We stayed at the table for another hour; we didn't think of anything better.


That morning, we ran through some of my planned experiments, and got results consistent with one basic conclusion: the bird-body was completely independent of my cow-body, without any wounds or the like carrying over from one to the other; and with a bit of careful and creative timing, we determined that whichever body I didn't have at the moment, didn't seem to get any older - cuts didn't heal, it didn't get any hungrier, or my bladder any fuller, or anything of the sort. Essentially, while I was a bird, my cow-shape was sort of in suspended animation, and vice versa. Which implied that, while I was a bird, my cow-brain wouldn't suffer at all for any lack of magic.

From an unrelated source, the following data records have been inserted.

use std::path::{Path, PathBuf};
use std::sync::Arc;
use std::time::Duration;

use repo_tree::{ArchiveError, ArchiveFetcher, Deadline, Feedback, FileNode, RepoRef, TreeBuilder};
use repo_tree_github::extract_archive;
use tracing::{debug, error, info, warn};

use crate::config::ServerConfig;
use crate::error::AppError;

const ARCHIVE_FILE: &str = "repo.zip";
const EXTRACT_DIR: &str = "unzipped";

/// Fetch, extract and walk one repository archive per request.
///
/// Every request gets its own scratch directory under `scratch_root`, which
/// is removed once the request is done with it, whichever stage failed.
pub struct TreePipeline {
    fetcher: Arc<dyn ArchiveFetcher>,
    archive_base_url: String,
    branch: String,
    scratch_root: PathBuf,
    request_timeout: Duration,
}

impl TreePipeline {
    pub fn new(fetcher: Arc<dyn ArchiveFetcher>, config: &ServerConfig) -> Self {
        Self {
            fetcher,
            archive_base_url: config.archive_base_url.clone(),
            branch: config.branch.clone(),
            scratch_root: config.scratch_root(),
            request_timeout: config.request_timeout(),
        }
    }

    /// Build the tree for the repository at `raw_url`.
    ///
    /// `Ok(None)` means the archive root vanished before it could be statted.
    pub async fn run(&self, raw_url: Option<&str>) -> Result<Option<FileNode>, AppError> {
        let raw_url = raw_url
            .filter(|url| !url.is_empty())
            .ok_or(AppError::MissingUrl)?;
        let repo = RepoRef::parse(raw_url).ok_or(AppError::InvalidUrl)?;
        let archive_url = repo.archive_url(&self.archive_base_url, &self.branch);
        let expected_root = repo.archive_root(&self.branch);

        let deadline = Deadline::after(self.request_timeout);
        let stages = self.run_stages(&archive_url, expected_root, deadline);
        tokio::time::timeout(self.request_timeout, stages)
            .await
            .map_err(|_| AppError::TimedOut)?
    }

    async fn run_stages(
        &self,
        archive_url: &str,
        expected_root: String,
        deadline: Deadline,
    ) -> Result<Option<FileNode>, AppError> {
        // Blocking stages hold their own handle, so removal waits for them
        // even when this future is dropped on timeout.
        let scratch = Arc::new(
            tempfile::Builder::new()
                .prefix("repo")
                .tempdir_in(&self.scratch_root)
                .map_err(AppError::ScratchDir)?,
        );
        debug!(scratch = %scratch.path().display(), "created scratch directory");

        let archive_path = scratch.path().join(ARCHIVE_FILE);
        let bytes = self
            .fetcher
            .fetch(archive_url, &archive_path, deadline)
            .await
            .map_err(|e| stage_error(e, AppError::Download))?;
        debug!(bytes, url = archive_url, "downloaded archive");

        let stage_scratch = Arc::clone(&scratch);
        let summary = run_blocking(move || {
            let root = stage_scratch.path();
            extract_archive(&root.join(ARCHIVE_FILE), &root.join(EXTRACT_DIR), deadline)
        })
        .await?
        .map_err(|e| stage_error(e, AppError::Extract))?;
        debug!(
            files = summary.files,
            directories = summary.directories,
            bytes = summary.bytes,
            "extracted archive"
        );

        let stage_scratch = Arc::clone(&scratch);
        let report = run_blocking(move || {
            let root = locate_root(&stage_scratch.path().join(EXTRACT_DIR), &expected_root)?;
            TreeBuilder::new()
                .deadline(deadline)
                .build(&root)
                .map_err(|_| AppError::TimedOut)
        })
        .await??;

        for item in &report.feedback {
            match item {
                Feedback::Warning(msg) => warn!("{msg}"),
                Feedback::Error(msg) => error!("{msg}"),
            }
        }
        if let Some(root) = &report.root {
            info!(root = %root.name, nodes = root.node_count(), "built repository tree");
        }

        Ok(report.root)
    }
}

fn stage_error(error: ArchiveError, wrap: fn(ArchiveError) -> AppError) -> AppError {
    match error {
        ArchiveError::DeadlineExceeded => AppError::TimedOut,
        other => wrap(other),
    }
}

async fn run_blocking<T, F>(f: F) -> Result<T, AppError>
where
    F: FnOnce() -> T + Send + 'static,
    T: Send + 'static,
{
    tokio::task::spawn_blocking(f)
        .await
        .map_err(|e| AppError::Internal(format!("blocking stage failed: {e}")))
}

/// Pick the repository root among the extracted top-level entries.
///
/// GitHub archives hold a single `{repo}-{branch}` folder, which wins when
/// present. Otherwise top-level files are ignored and the first folder by
/// name is used.
fn locate_root(extract_dir: &Path, expected: &str) -> Result<PathBuf, AppError> {
    let entries = std::fs::read_dir(extract_dir).map_err(|e| {
        warn!(error = %e, "could not list extracted archive");
        AppError::EmptyRepo
    })?;

    let mut dirs = Vec::new();
    let mut stray_files = 0usize;
    for entry in entries.flatten() {
        if entry.file_type().is_ok_and(|t| t.is_dir()) {
            dirs.push(entry.path());
        } else {
            stray_files += 1;
        }
    }
    dirs.sort();

    if stray_files > 0 {
        debug!(stray_files, "ignoring top-level files in archive");
    }
    if let Some(root) = dirs.iter().find(|dir| dir.file_name().is_some_and(|n| n == expected)) {
        return Ok(root.clone());
    }
    if dirs.len() > 1 {
        warn!(count = dirs.len(), "archive has several top-level directories, using the first");
    }

    dirs.into_iter().next().ok_or(AppError::EmptyRepo)
}

#[cfg(test)]
mod tests {
    use repo_tree::test_support::StaticArchiveFetcher;
    use tempfile::TempDir;

    use super::*;
    use crate::fixtures::{NOT_FOUND_PAGE, is_empty_dir, scenario_zip, zip_bytes, zip_bytes_with_modes};

    fn pipeline_with(fetcher: Arc<StaticArchiveFetcher>, scratch_root: &Path) -> TreePipeline {
        let config = ServerConfig {
            scratch_dir: Some(scratch_root.to_path_buf()),
            ..ServerConfig::default()
        };
        TreePipeline::new(fetcher, &config)
    }

    #[tokio::test]
    async fn builds_tree_for_scenario_archive() {
        let scratch = TempDir::new().unwrap();
        let fetcher = Arc::new(StaticArchiveFetcher::new(scenario_zip()));
        let pipeline = pipeline_with(fetcher.clone(), scratch.path());

        let tree = pipeline
            .run(Some("https://github.com/owner/repo"))
            .await
            .unwrap()
            .unwrap();

        assert_eq!(
            tree,
            FileNode::dir(
                "repo-main",
                vec![
                    FileNode::file("README.md"),
                    FileNode::dir("src", vec![FileNode::file("main.go")]),
                ],
            )
        );
        assert_eq!(
            fetcher.requests(),
            vec!["https://github.com/owner/repo/archive/refs/heads/main.zip".to_owned()]
        );
        assert!(is_empty_dir(scratch.path()));
    }

    #[tokio::test]
    async fn missing_or_empty_url_is_rejected() {
        let scratch = TempDir::new().unwrap();
        let fetcher = Arc::new(StaticArchiveFetcher::new(scenario_zip()));
        let pipeline = pipeline_with(fetcher.clone(), scratch.path());

        assert!(matches!(pipeline.run(None).await, Err(AppError::MissingUrl)));
        assert!(matches!(pipeline.run(Some("")).await, Err(AppError::MissingUrl)));
        assert!(fetcher.requests().is_empty());
    }

    #[tokio::test]
    async fn non_github_url_never_fetches() {
        let scratch = TempDir::new().unwrap();
        let fetcher = Arc::new(StaticArchiveFetcher::new(scenario_zip()));
        let pipeline = pipeline_with(fetcher.clone(), scratch.path());

        let result = pipeline.run(Some("https://example.com/x")).await;

        assert!(matches!(result, Err(AppError::InvalidUrl)));
        assert!(fetcher.requests().is_empty());
        assert!(is_empty_dir(scratch.path()));
    }

    #[tokio::test]
    async fn download_failure_cleans_up() {
        let scratch = TempDir::new().unwrap();
        let fetcher = Arc::new(StaticArchiveFetcher::failing(404));
        let pipeline = pipeline_with(fetcher, scratch.path());

        let result = pipeline.run(Some("https://github.com/owner/repo")).await;

        assert!(matches!(result, Err(AppError::Download(ArchiveError::HttpStatus(404)))));
        assert!(is_empty_dir(scratch.path()));
    }

    #[tokio::test]
    async fn error_page_body_fails_extraction() {
        let scratch = TempDir::new().unwrap();
        let fetcher = Arc::new(StaticArchiveFetcher::new(NOT_FOUND_PAGE));
        let pipeline = pipeline_with(fetcher, scratch.path());

        let result = pipeline.run(Some("https://github.com/owner/master-only")).await;

        assert!(matches!(result, Err(AppError::Extract(_))));
        assert!(is_empty_dir(scratch.path()));
    }

    #[tokio::test]
    async fn archive_without_directories_is_empty_repo() {
        let scratch = TempDir::new().unwrap();
        let fetcher = Arc::new(StaticArchiveFetcher::new(zip_bytes(&[("pax_global_header", "x")])));
        let pipeline = pipeline_with(fetcher, scratch.path());

        let result = pipeline.run(Some("https://github.com/owner/repo")).await;

        assert!(matches!(result, Err(AppError::EmptyRepo)));
        assert!(is_empty_dir(scratch.path()));
    }

    #[tokio::test]
    async fn empty_archive_is_empty_repo() {
        let scratch = TempDir::new().unwrap();
        let fetcher = Arc::new(StaticArchiveFetcher::new(zip_bytes(&[])));
        let pipeline = pipeline_with(fetcher, scratch.path());

        let result = pipeline.run(Some("https://github.com/owner/repo")).await;

        assert!(matches!(result, Err(AppError::EmptyRepo)));
    }

    #[tokio::test]
    async fn traversal_entry_fails_extraction() {
        let scratch = TempDir::new().unwrap();
        let fetcher = Arc::new(StaticArchiveFetcher::new(zip_bytes(&[
            ("repo-main/README.md", "# repo"),
            ("../escaped.txt", "owned"),
        ])));
        let pipeline = pipeline_with(fetcher, scratch.path());

        let result = pipeline.run(Some("https://github.com/owner/repo")).await;

        assert!(matches!(result, Err(AppError::Extract(ArchiveError::UnsafePath(_)))));
        assert!(is_empty_dir(scratch.path()));
    }

    #[tokio::test]
    async fn stray_files_and_extra_folders_pick_first_directory() {
        let scratch = TempDir::new().unwrap();
        let fetcher = Arc::new(StaticArchiveFetcher::new(zip_bytes(&[
            ("pax_global_header", "meta"),
            ("zeta/", ""),
            ("zeta/z.txt", "z"),
            ("alpha/", ""),
            ("alpha/a.txt", "a"),
        ])));
        let pipeline = pipeline_with(fetcher, scratch.path());

        let tree = pipeline
            .run(Some("https://github.com/owner/repo"))
            .await
            .unwrap()
            .unwrap();

        assert_eq!(tree, FileNode::dir("alpha", vec![FileNode::file("a.txt")]));
    }

    #[tokio::test]
    async fn zero_timeout_times_out_and_cleans_up() {
        let scratch = TempDir::new().unwrap();
        let fetcher = Arc::new(StaticArchiveFetcher::new(scenario_zip()));
        let config = ServerConfig {
            scratch_dir: Some(scratch.path().to_path_buf()),
            request_timeout_secs: 0,
            ..ServerConfig::default()
        };
        let pipeline = TreePipeline::new(fetcher, &config);

        let result = pipeline.run(Some("https://github.com/owner/repo")).await;

        assert!(matches!(result, Err(AppError::TimedOut)));
        assert!(is_empty_dir(scratch.path()));
    }

    #[tokio::test]
    async fn missing_scratch_root_is_scratch_error() {
        let scratch = TempDir::new().unwrap();
        let fetcher = Arc::new(StaticArchiveFetcher::new(scenario_zip()));
        let pipeline = pipeline_with(fetcher.clone(), &scratch.path().join("absent"));

        let result = pipeline.run(Some("https://github.com/owner/repo")).await;

        assert!(matches!(result, Err(AppError::ScratchDir(_))));
        assert!(fetcher.requests().is_empty());
    }

    #[tokio::test]
    async fn expected_root_wins_over_earlier_names() {
        let scratch = TempDir::new().unwrap();
        let fetcher = Arc::new(StaticArchiveFetcher::new(zip_bytes(&[
            ("alpha/", ""),
            ("alpha/a.txt", "a"),
            ("repo-main/", ""),
            ("repo-main/README.md", "# repo"),
        ])));
        let pipeline = pipeline_with(fetcher, scratch.path());

        let tree = pipeline
            .run(Some("https://github.com/owner/repo"))
            .await
            .unwrap()
            .unwrap();

        assert_eq!(tree, FileNode::dir("repo-main", vec![FileNode::file("README.md")]));
    }

    #[tokio::test]
    async fn read_only_directories_are_cleaned_up() {
        let scratch = TempDir::new().unwrap();
        let fetcher = Arc::new(StaticArchiveFetcher::new(zip_bytes_with_modes(&[
            ("repo-main/", "", 0o755),
            ("repo-main/locked/", "", 0o555),
            ("repo-main/locked/f.txt", "sealed", 0o444),
        ])));
        let pipeline = pipeline_with(fetcher, scratch.path());

        let tree = pipeline
            .run(Some("https://github.com/owner/repo"))
            .await
            .unwrap()
            .unwrap();

        assert!(tree.find("locked/f.txt").is_some());
        assert!(is_empty_dir(scratch.path()));
    }

    #[tokio::test]
    async fn timeout_during_extraction_cleans_up() {
        let scratch = TempDir::new().unwrap();
        // The fetch finishes past the deadline, so the timeout fires while
        // extraction is running on the blocking pool.
        let fetcher = Arc::new(
            StaticArchiveFetcher::new(scenario_zip()).with_write_delay(Duration::from_millis(1200)),
        );
        let config = ServerConfig {
            scratch_dir: Some(scratch.path().to_path_buf()),
            request_timeout_secs: 1,
            ..ServerConfig::default()
        };
        let pipeline = TreePipeline::new(fetcher, &config);

        let result = pipeline.run(Some("https://github.com/owner/repo")).await;
        assert!(matches!(result, Err(AppError::TimedOut)));

        // The blocking stage drops its scratch handle after the caller gave up.
        let mut cleaned = false;
        for _ in 0..50 {
            if is_empty_dir(scratch.path()) {
                cleaned = true;
                break;
            }
            tokio::time::sleep(Duration::from_millis(100)).await;
        }
        assert!(cleaned, "scratch directory left behind after timeout");
    }

    #[test]
    fn locate_root_rejects_missing_directory() {
        let scratch = TempDir::new().unwrap();
        assert!(matches!(
            locate_root(&scratch.path().join("unzipped"), "repo-main"),
            Err(AppError::EmptyRepo)
        ));
    }
}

So I spent that afternoon chanting counter-magic incantations over both brooch and cloak, draining them of as much magic as I could, countering whatever active enchantments they might be emitting, and so on. While everyone kept a nervous eye out, no dragons attacked, our engines didn't fail, and I didn't slip on any banana peels. We locked 'em back up, for all the good we expected that to do.

The next morning, I woke up in feathers again. I tried pushing myself back into my cow shape - no dice; I didn't have enough magic in me (or in the cloak, if there was a difference). I wandered around the ship, asking in extremely broken syllables what everyone thought about having babies - and when nobody seemed particularly interested, Captain Red canceled the Pink Alert.

"I don't mind if you ride around on my head or shoulders," she said, "but I'm not going to wear an eyepatch or say 'arr', and if you ever poop on me you can fly home under your own power."

"Gggot. Tcha."

Which is why when we flew over the giant, I didn't realize it at first - everyone already seemed to me to be a few hundred times bigger than they'd been before, and I still hadn't finished adapting to life at my new scale.